Housing characteristics and indoor air quality in households of Alaska Native children with chronic lung conditions
Alaska Native children experience high rates of respiratory infections and conditions. Household crowding, indoor smoke, lack of piped water, and poverty have been associated with respiratory infections.

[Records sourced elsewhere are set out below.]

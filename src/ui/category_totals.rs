// src/ui/category_totals.rs
use eframe::egui::{self, Align2};
use egui_plot::{Bar, BarChart, Plot, PlotPoint, Text};

use crate::data::ProfitSummary;
use crate::ui::annotations::Callout;
use crate::ui::PROFIT_COLOR;

/// Scene 2: nationwide profit totals per category, in first-seen order.
/// Carries no scene-local state; it is a pure projection of `by_category`.
pub fn show_category_totals(ui: &mut egui::Ui, summary: &ProfitSummary) {
    ui.heading("Nation Wide Total Profit by Category");
    ui.add_space(4.0);

    if summary.by_category.is_empty() {
        ui.label("No categories in the dataset.");
        return;
    }

    let entries: Vec<(String, f64)> = summary
        .by_category
        .iter()
        .map(|(category, profit)| (category.to_string(), profit))
        .collect();

    let plot = Plot::new("category_totals")
        .height(420.0)
        .allow_zoom(false)
        .allow_drag(false)
        .show_background(false)
        .show_axes([false, true])
        .include_y(0.0)
        .include_x(-0.7)
        .include_x(entries.len() as f64 - 0.3);

    plot.show(ui, |plot_ui| {
        let bars: Vec<Bar> = entries
            .iter()
            .enumerate()
            .map(|(i, (category, profit))| {
                Bar::new(i as f64, *profit)
                    .width(0.6)
                    .name(category)
                    .fill(PROFIT_COLOR)
            })
            .collect();
        plot_ui.bar_chart(BarChart::new(bars));

        for (i, (category, profit)) in entries.iter().enumerate() {
            let anchor = if *profit >= 0.0 {
                Align2::CENTER_TOP
            } else {
                Align2::CENTER_BOTTOM
            };
            plot_ui.text(
                Text::new(PlotPoint::new(i as f64, 0.0), category.clone()).anchor(anchor),
            );
        }

        for callout in fixed_callouts(summary) {
            callout.draw(plot_ui);
        }
    });
}

/// The story's fixed Scene 2 callouts, emitted only when the category they
/// point at is actually present.
fn fixed_callouts(summary: &ProfitSummary) -> Vec<Callout> {
    let mut callouts = Vec::new();

    if let (Some(profit), Some(position)) = (
        summary.by_category.get("Technology"),
        summary.by_category.position("Technology"),
    ) {
        callouts.push(
            Callout::new(
                "Highest Profit",
                "Technology contributes the most to overall profit.",
                position as f64 + 0.4,
                profit,
            )
            .anchor(Align2::LEFT_BOTTOM),
        );
    }

    if let (Some(profit), Some(position)) = (
        summary.by_category.get("Furniture"),
        summary.by_category.position("Furniture"),
    ) {
        callouts.push(
            Callout::new(
                "Lower Profit",
                "Furniture has a much lower profit margin.",
                position as f64 + 0.4,
                profit,
            )
            .anchor(Align2::LEFT_BOTTOM),
        );
    }

    callouts
}
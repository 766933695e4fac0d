// src/ui/mod.rs
use eframe::egui::Color32;

pub mod annotations;
pub mod category_totals;
pub mod discount_scatter;
pub mod state_breakdown;

/// Bar fill for positive profit totals.
pub const PROFIT_COLOR: Color32 = Color32::from_rgb(0, 123, 255);
/// Bar fill for losses.
pub const LOSS_COLOR: Color32 = Color32::from_rgb(220, 53, 69);

/// Fixed finite palette for the scatter plot, indexed by the position of
/// a category in first-seen order.
pub fn category_color(index: usize) -> Color32 {
    const PALETTE: [Color32; 3] = [
        Color32::from_rgb(70, 130, 180),
        Color32::from_rgb(218, 112, 214),
        Color32::from_rgb(240, 128, 128),
    ];
    PALETTE[index % PALETTE.len()]
}

/// Money formatting used by bar labels and tooltips. The sign rides
/// inside the dollar, matching the annotation labels.
pub fn format_profit(value: f64) -> String {
    format!("${value:.2}")
}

We describe the baseline household characteristics of children with severe or chronic lung disease participating in a 2012–2015 indoor air study. We monitored indoor PM2.5, CO2, relative humidity %, temperature, and VOCs and interviewed caregivers about children's respiratory symptoms. We evaluated the association between reported children's respiratory symptoms and indoor air quality indicators using multiple logistic regression analysis. Compared with general US households, study households were more likely overcrowded 73% (62%–82%) vs 3.2% (3.1%–3.3%); had higher woodstove use as primary heat source 16% (9%–25%) vs 2.1% (2.0%–2.2%); and higher proportion of children in a household with a smoker 49% (38%–60%) vs 26.2% (25.5%–26.8%). Median PM2.5 was 33 μg/m3. Median CO2 was 1401 ppm. VOCs were detectable in all homes. VOCs, smoker, primary wood heat, and PM2.5>25 μg/m3 were associated with higher risk for cough between colds; VOCs were associated with higher risk for wheeze between colds and asthma diagnosis. High indoor air pollutant levels were associated with respiratory symptoms in household children, likely related to overcrowding, poor ventilation, woodstove use, and tobacco smoke.